Imran Khan criticised for defence of Pakistan blasphemy laws

PTI leader accused of using blasphemy issue to win backing of religious right

Imran Khan has been accused of risking bloodshed for electoral gain after the former cricketer-turned-politician offered a full-throated defence of Pakistan’s strict blasphemy laws in the run-up to the general election on 25 July.

“We are standing with Article 295c and will defend it,” said the leader of the Pakistan Tehreek-e-Insaf (PTI) at a gathering of Muslim leaders in Islamabad on Saturday, referring to the clause of the constitution that mandates the death penalty for any “imputatio

n, insinuation or innuendo” against the prophet Muhammad.

Khan, 65, also directed anger at the rival party in the electoral race, the Pakistan Muslim League-Nawaz (PML-N), by resurfacing controversy over its hastily withdrawn edits to an electoral oath last year, which Islamists deem blasphemous.

Few politicians dare to speak out against Pakistan’s blasphemy laws: the last to prominently do so, Sen Salmaan Taseer, was assassinated in 2011, and a new political party formed in honour of his killer, Tehreek-e-Labbaik (TLP), has thrust its way into the election campaign, fielding almost as many candidates as the established parties.

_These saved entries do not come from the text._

//! # tally-db: Inventory Ledger and Storage
//!
//! Everything in Tally that holds state: the inventory ledger service, the
//! store contract it runs on, and the SQLite / in-memory stores.
//!
//! ## Architecture Position
//! ```text
//! ┌─────────────────────────────────────────────────────────────────────────┐
//! │                          Tally Data Flow                                │
//! │                                                                         │
//! │  Order workflow (outside this workspace)                               │
//! │       │  1. price the order       tally_core::PricingCalculator        │
//! │       │  2. on completion, one movement per line                       │
//! │       ▼                                                                 │
//! │  ┌─────────────────────────────────────────────────────────────────┐   │
//! │  │                     tally-db (THIS CRATE)                       │   │
//! │  │                                                                 │   │
//! │  │   LedgerRequest ──► InventoryLedger ──► InventoryStore (trait)  │   │
//! │  │   (request.rs)       (ledger.rs)         │                      │   │
//! │  │                      retry on Conflict   ├── SqliteInventoryStore│  │
//! │  │                                          └── MemoryInventoryStore│  │
//! │  │                                                                 │   │
//! │  │   Database / DbConfig (pool.rs)    Migrations (embedded)        │   │
//! │  │   TallyConfig (config.rs)                                       │   │
//! │  └─────────────────────────────────────────────────────────────────┘   │
//! │       │                                                                 │
//! │       ▼                                                                 │
//! │  SQLite: products (balances + version), stock_cards (append-only)      │
//! └─────────────────────────────────────────────────────────────────────────┘
//! ```
//!
//! ## Module Organization
//!
//! - [`ledger`] - Inventory ledger service and retry policy
//! - [`store`] - Store contract and its adapters
//! - [`request`] - Typed request/response payloads
//! - [`pool`] - Connection pool creation and configuration
//! - [`migrations`] - Embedded database migrations
//! - [`config`] - TOML + environment configuration
//! - [`error`] - Storage, ledger and config error types
//!
//! ## Usage
//!
//! ```rust,ignore
//! use tally_db::{Database, TallyConfig};
//!
//! let config = TallyConfig::load(None)?;
//! let db = Database::new(config.db_config()).await?;
//! let ledger = db.ledger().with_retry_policy(config.retry_policy());
//!
//! let results = ledger.apply_movements(&movements).await?;
//! ```

// =============================================================================
// Module Declarations
// =============================================================================

pub mod config;
pub mod error;
pub mod ledger;
pub mod migrations;
pub mod pool;
pub mod request;
pub mod store;

// =============================================================================
// Re-exports
// =============================================================================

pub use config::TallyConfig;
pub use error::{ConfigError, DbError, DbResult, ErrorCode, LedgerError, LedgerResult};
pub use ledger::{InventoryLedger, RetryPolicy};
pub use pool::{Database, DbConfig};
pub use request::{ErrorResponse, LedgerRequest, LedgerResponse};

// Store re-exports for convenience
pub use store::{
    BalanceUpdate, InventoryStore, MemoryInventoryStore, MovementCommit, SqliteInventoryStore,
    VersionedProduct,
};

Increasing hysteria around the blasphemy laws has led to the targeting of minorities, fake allegations and at least 69 vigilante murders since 1990.

Polls suggest a neck-a-neck vote and critics accused Khan of using the blasphemy issue to win support from religious rightwingers, a not uncommon tactic in Pakistani politics.

Taseer’s son Shahbaz told the Guardian: “My father was a hero and a champion for change. He wanted amendments in this barbaric law.

“Imran Khan is a coward; he is supporting murderers and mob violence. This law is persecuting people, it is not respecting our prophet.”

Khan launched the PTI’s manifesto at a press conference in Islamabad on Monday, promising to turn Pakistan into an Islamic welfare state, create 10m jobs and work for Pakistanis without “religious discrimination”.

In recent weeks, the PTI has appeared to capitalise on the controversy surrounding Khatam-e-Nabuwwat, the election oath taken by incoming politicians that includes swearing on the finality of the prophet Muhammad.

Islamists claim the PML-N watered down the oath last year to relax strictures on the Ahmadiyya, a widely persecuted Islamic sect that believes another prophet may have followed Muhammad.

Several PTI candidates have flagged up the controversy in campaign speeches, while religiously minded politicians in Punjab have flocked to join the party.

“Ahmadis will be targeted and murdered as a result,” said Shahbaz Taseer. On Saturday, gunmen stormed the home of the leader of the Ahmadi youth community in Faisalabad, killing him and his wife. A 2017 report by the community recorded rising persecution, including four “hate crime” murders and 77 arrests under discriminatory religious laws.

Khan’s embrace of the blasphemy laws contrasts with earlier statements. In his 2011 autobiography, Pakistan: A Personal History, the PTI leader lamented that no action was taken against mullahs who “arguably incited murder in the period of fevered debate [around blasphemy] that led up to the shooting [of Salmaan Taseer]”.

On Saturday, the human rights activist and election candidate Jibran Nasir refused a member of the public’s request to label Ahmadis non-Muslim. “My politics doesn’t revolve around religion even if it costs me votes,” he tweeted, adding that allegations of a conspiracy against the blasphemy laws “are not the change we are expecting from the PTI”.

“It is extremely sad that we are not progressing from the Zia era”, he added, referring to the 1970s rule of Gen Zia-ul-Haq, who tightened blasphemy laws.

Analysts queried whether Khan, who is widely tipped to be the next prime minister amid widespread allegations that the military establishment is lined up against the PML-N, needed to raise the issue at all. On Friday, the chief of the PML-N, Nawaz Sharif, was sentenced to 10 years in prison for corruption.

Fasi Zaka, a pundit, said: “I’m surprised he’s done it after the announcement of the verdict. Now that his opponent is severely crippled, it’s needless.”